I am trying to build a simple XML parser to extract data from IBM
translation manager memories. Here is a sample os such memory files:

I need to bypass mistakes, and tell StreamListener: “when you
encounter a faulty segment, don’t bother!”
How do I achieve this?

Don’t use an XML parser to handle non-XML?

Alternatively, have you tried the REXML pull parser? A bit more work in
that you have to explicitly pop items off the tag stack, but it may have
better options for recovering from bad markup.

However, the underlying parser may still barf in trying to segment the
source into tags and such.

Also, I don’t know if Hpricot is happy with non-HTML, but it’s worth a
shot to see if it can read and “fix” the source before you pass it to
another parser. You’ll want to check that any modification made to the
input do not change the essential semantics.

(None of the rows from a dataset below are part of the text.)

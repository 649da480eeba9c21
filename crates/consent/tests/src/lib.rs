//! Shared fixtures for the consent engine integration and property tests.

use consent_engine::testing::RecordingHost;
use consent_engine::{ConsentManager, LoadOutcome, ServiceHooks};
use consent_types::{CategoryConfig, ConsentConfig, ConsentMode, ScriptElement, ServiceConfig};
use std::cell::RefCell;
use std::rc::Rc;

/// Install a test-writer subscriber once; later calls are no-ops.
pub fn init_tracing() {
    let _ = tracing_subscriber::fmt()
        .with_env_filter(
            tracing_subscriber::EnvFilter::try_from_default_env()
                .unwrap_or_else(|_| "consent_engine=debug".into()),
        )
        .with_test_writer()
        .try_init();
}

/// Site configuration used across scenarios.
pub fn site_config(mode: ConsentMode) -> ConsentConfig {
    ConsentConfig {
        mode,
        manage_script_tags: true,
        categories: vec![
            CategoryConfig::new("necessary").read_only(),
            CategoryConfig::new("analytics")
                .enabled()
                .with_service(ServiceConfig::new("ga").with_label("Google Analytics"))
                .with_service(ServiceConfig::new("hotjar")),
            CategoryConfig::new("marketing")
                .with_service(ServiceConfig::new("ads-pixel"))
                .with_service(ServiceConfig::new("newsletter")),
        ],
    }
}

/// Placeholder for a deferred external script.
pub fn external_script(id: &str, category: &str) -> ScriptElement {
    ScriptElement::new(id)
        .attr("type", "text/plain")
        .attr("data-category", category)
        .attr("data-src", format!("https://cdn.example/{id}.js"))
}

/// Placeholder for a deferred inline script.
pub fn inline_script(id: &str, category: &str) -> ScriptElement {
    ScriptElement::new(id)
        .attr("type", "text/plain")
        .attr("data-category", category)
        .inline(format!("window.{id} = true;"))
}

/// Shared record of hook invocations, e.g. `accept:ga`.
pub type HookLog = Rc<RefCell<Vec<String>>>;

/// Hooks that append `accept:<service>` / `reject:<service>` to `log`.
pub fn logging_hooks(log: &HookLog, service: &str) -> ServiceHooks {
    let on_accept = (Rc::clone(log), format!("accept:{service}"));
    let on_reject = (Rc::clone(log), format!("reject:{service}"));
    ServiceHooks::new()
        .on_accept(move || {
            on_accept.0.borrow_mut().push(on_accept.1.clone());
            Ok(())
        })
        .on_reject(move || {
            on_reject.0.borrow_mut().push(on_reject.1.clone());
            Ok(())
        })
}

/// Manager over [`site_config`] with a recording host.
pub fn manager(mode: ConsentMode) -> ConsentManager<RecordingHost> {
    init_tracing();
    match ConsentManager::new(site_config(mode), RecordingHost::new()) {
        Ok(manager) => manager,
        Err(err) => panic!("site config must be valid: {err}"),
    }
}

/// Settle outstanding loads one at a time until none remain. Returns the
/// number of loads settled.
pub fn settle_all(manager: &mut ConsentManager<RecordingHost>) -> usize {
    let mut settled = 0;
    while let Some(ticket) = manager.host_mut().take_ticket() {
        if let Err(err) = manager.load_settled(ticket, LoadOutcome::Loaded) {
            panic!("settling load failed: {err}");
        }
        settled += 1;
    }
    settled
}
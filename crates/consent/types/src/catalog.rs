//! Category and service definitions
//!
//! The catalog is built once from configuration and lives for the whole
//! process. It is read-only: runtime state (which services are currently
//! enabled) is tracked elsewhere.

use crate::config::ConsentConfig;
use crate::{ConsentError, ConsentResult};
use serde::{Deserialize, Serialize};
use std::collections::HashSet;

// ── Identifiers ──────────────────────────────────────────────────────

/// Identifier of a consent category (e.g. `analytics`)
#[derive(Clone, Debug, PartialEq, Eq, PartialOrd, Ord, Hash, Serialize, Deserialize)]
pub struct CategoryId(pub String);

impl CategoryId {
    pub fn new(id: impl Into<String>) -> Self {
        Self(id.into())
    }

    pub fn as_str(&self) -> &str {
        &self.0
    }
}

impl std::fmt::Display for CategoryId {
    fn fmt(&self, f: &mut std::fmt::Formatter<'_>) -> std::fmt::Result {
        write!(f, "{}", self.0)
    }
}

/// Identifier of a service inside a category (e.g. `ga`)
#[derive(Clone, Debug, PartialEq, Eq, PartialOrd, Ord, Hash, Serialize, Deserialize)]
pub struct ServiceId(pub String);

impl ServiceId {
    pub fn new(id: impl Into<String>) -> Self {
        Self(id.into())
    }

    pub fn as_str(&self) -> &str {
        &self.0
    }
}

impl std::fmt::Display for ServiceId {
    fn fmt(&self, f: &mut std::fmt::Formatter<'_>) -> std::fmt::Result {
        write!(f, "{}", self.0)
    }
}

// ── Definitions ──────────────────────────────────────────────────────

/// A consent category
#[derive(Clone, Debug, PartialEq, Eq)]
pub struct Category {
    pub id: CategoryId,
    /// Enabled by default before the user decides
    pub enabled: bool,
    /// Always accepted, cannot be rejected
    pub read_only: bool,
    /// Declared services, in configuration order
    pub services: Vec<ServiceId>,
}

impl Category {
    pub fn has_service(&self, service: &ServiceId) -> bool {
        self.services.contains(service)
    }
}

/// A service belonging to a category
#[derive(Clone, Debug, PartialEq, Eq)]
pub struct Service {
    pub id: ServiceId,
    pub category: CategoryId,
    pub label: Option<String>,
}

/// All categories and services known to the widget
#[derive(Clone, Debug, Default)]
pub struct ConsentCatalog {
    categories: Vec<Category>,
    services: Vec<Service>,
}

impl ConsentCatalog {
    /// Build and validate a catalog from configuration.
    pub fn from_config(config: &ConsentConfig) -> ConsentResult<Self> {
        let mut catalog = Self::default();
        let mut seen = HashSet::new();

        for cat_cfg in &config.categories {
            if cat_cfg.id.trim().is_empty() {
                return Err(ConsentError::Config("category id must not be empty".into()));
            }
            let category_id = CategoryId::new(cat_cfg.id.clone());
            if !seen.insert(category_id.clone()) {
                return Err(ConsentError::DuplicateCategory(category_id));
            }

            let mut service_ids = Vec::with_capacity(cat_cfg.services.len());
            for svc_cfg in &cat_cfg.services {
                if svc_cfg.id.trim().is_empty() {
                    return Err(ConsentError::Config(format!(
                        "service id in category {category_id} must not be empty"
                    )));
                }
                let service_id = ServiceId::new(svc_cfg.id.clone());
                if service_ids.contains(&service_id) {
                    return Err(ConsentError::DuplicateService {
                        category: category_id,
                        service: service_id,
                    });
                }
                service_ids.push(service_id.clone());
                catalog.services.push(Service {
                    id: service_id,
                    category: category_id.clone(),
                    label: svc_cfg.label.clone(),
                });
            }

            catalog.categories.push(Category {
                id: category_id,
                enabled: cat_cfg.enabled || cat_cfg.read_only,
                read_only: cat_cfg.read_only,
                services: service_ids,
            });
        }

        tracing::debug!(
            categories = catalog.categories.len(),
            services = catalog.services.len(),
            "Consent catalog built"
        );
        Ok(catalog)
    }

    /// Categories in configuration order
    pub fn categories(&self) -> &[Category] {
        &self.categories
    }

    /// Category identifiers in configuration order
    pub fn category_ids(&self) -> impl Iterator<Item = &CategoryId> {
        self.categories.iter().map(|c| &c.id)
    }

    pub fn category(&self, id: &CategoryId) -> ConsentResult<&Category> {
        self.categories
            .iter()
            .find(|c| &c.id == id)
            .ok_or_else(|| ConsentError::UnknownCategory(id.clone()))
    }

    pub fn service(&self, category: &CategoryId, service: &ServiceId) -> ConsentResult<&Service> {
        self.category(category)?;
        self.services
            .iter()
            .find(|s| &s.category == category && &s.id == service)
            .ok_or_else(|| ConsentError::UnknownService {
                category: category.clone(),
                service: service.clone(),
            })
    }

    pub fn contains_category(&self, id: &CategoryId) -> bool {
        self.categories.iter().any(|c| &c.id == id)
    }
}
//! Widget configuration
//!
//! Configuration is read from YAML or JSON. Category order in the file is
//! significant: it is the order in which service transitions are notified.

use crate::{ConsentCatalog, ConsentError, ConsentResult};
use serde::{Deserialize, Serialize};
use std::path::Path;

/// How the widget behaves before the user has made a choice
#[derive(Clone, Copy, Debug, Default, PartialEq, Eq, Serialize, Deserialize)]
#[serde(rename_all = "snake_case")]
pub enum ConsentMode {
    /// Nothing runs until the user accepts
    #[default]
    OptIn,
    /// Default-enabled categories run immediately
    OptOut,
}

/// Top-level consent configuration
#[derive(Clone, Debug, Serialize, Deserialize)]
pub struct ConsentConfig {
    #[serde(default)]
    pub mode: ConsentMode,

    /// Activate deferred script directives on consent changes
    #[serde(default = "default_true")]
    pub manage_script_tags: bool,

    #[serde(default)]
    pub categories: Vec<CategoryConfig>,
}

impl Default for ConsentConfig {
    fn default() -> Self {
        Self {
            mode: ConsentMode::OptIn,
            manage_script_tags: true,
            categories: Vec::new(),
        }
    }
}

/// A category declaration
#[derive(Clone, Debug, Serialize, Deserialize)]
pub struct CategoryConfig {
    pub id: String,

    #[serde(default)]
    pub enabled: bool,

    #[serde(default)]
    pub read_only: bool,

    #[serde(default)]
    pub services: Vec<ServiceConfig>,
}

impl CategoryConfig {
    pub fn new(id: impl Into<String>) -> Self {
        Self {
            id: id.into(),
            enabled: false,
            read_only: false,
            services: Vec::new(),
        }
    }

    pub fn enabled(mut self) -> Self {
        self.enabled = true;
        self
    }

    /// Read-only categories are also enabled by default.
    pub fn read_only(mut self) -> Self {
        self.read_only = true;
        self.enabled = true;
        self
    }

    pub fn with_service(mut self, service: ServiceConfig) -> Self {
        self.services.push(service);
        self
    }
}

/// A service declaration
#[derive(Clone, Debug, Serialize, Deserialize)]
pub struct ServiceConfig {
    pub id: String,

    #[serde(default, skip_serializing_if = "Option::is_none")]
    pub label: Option<String>,
}

impl ServiceConfig {
    pub fn new(id: impl Into<String>) -> Self {
        Self {
            id: id.into(),
            label: None,
        }
    }

    pub fn with_label(mut self, label: impl Into<String>) -> Self {
        self.label = Some(label.into());
        self
    }
}

impl ConsentConfig {
    pub fn from_yaml_str(source: &str) -> ConsentResult<Self> {
        let config: Self = serde_yaml::from_str(source)?;
        config.validate()?;
        Ok(config)
    }

    pub fn from_json_str(source: &str) -> ConsentResult<Self> {
        let config: Self = serde_json::from_str(source)?;
        config.validate()?;
        Ok(config)
    }

    /// Load from a `.yaml`/`.yml` or `.json` file.
    pub fn load(path: impl AsRef<Path>) -> ConsentResult<Self> {
        let path = path.as_ref();
        let contents = std::fs::read_to_string(path)?;

        let config = match path.extension().and_then(|e| e.to_str()) {
            Some("yaml") | Some("yml") => Self::from_yaml_str(&contents)?,
            Some("json") => Self::from_json_str(&contents)?,
            other => {
                return Err(ConsentError::Config(format!(
                    "unsupported config extension {:?} for {}",
                    other,
                    path.display()
                )))
            }
        };

        tracing::info!(
            path = %path.display(),
            categories = config.categories.len(),
            mode = ?config.mode,
            "Consent configuration loaded"
        );
        Ok(config)
    }

    /// Check identifiers by building a catalog and discarding it.
    pub fn validate(&self) -> ConsentResult<()> {
        ConsentCatalog::from_config(self).map(|_| ())
    }
}

fn default_true() -> bool {
    true
}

(Or perhaps you could just use Hpricot and extract data with XPath)


James B.

“In Ruby, no one cares who your parents were, all they care
about is if you know what you are talking about.”

  • Logan C.

hpricot is my man :slight_smile:
Being an HTML parser, it’s much less hard to please.
Here is the basic code I am using:

require ‘rubygems’
require ‘hpricot’

doc = Hpricot.XML(open(“bch01aad006_MEMORIA.EXP”))
doc.search(“Source”).each do |item|
if item.innerHTML =~ /firmware/
puts “EN: #{item}”
puts “IT: #{item.next_sibling}”
end
end

The principle it’s quite easy, and much more coincise than the rexml
solution.
Thanks a million for the tip.
Davide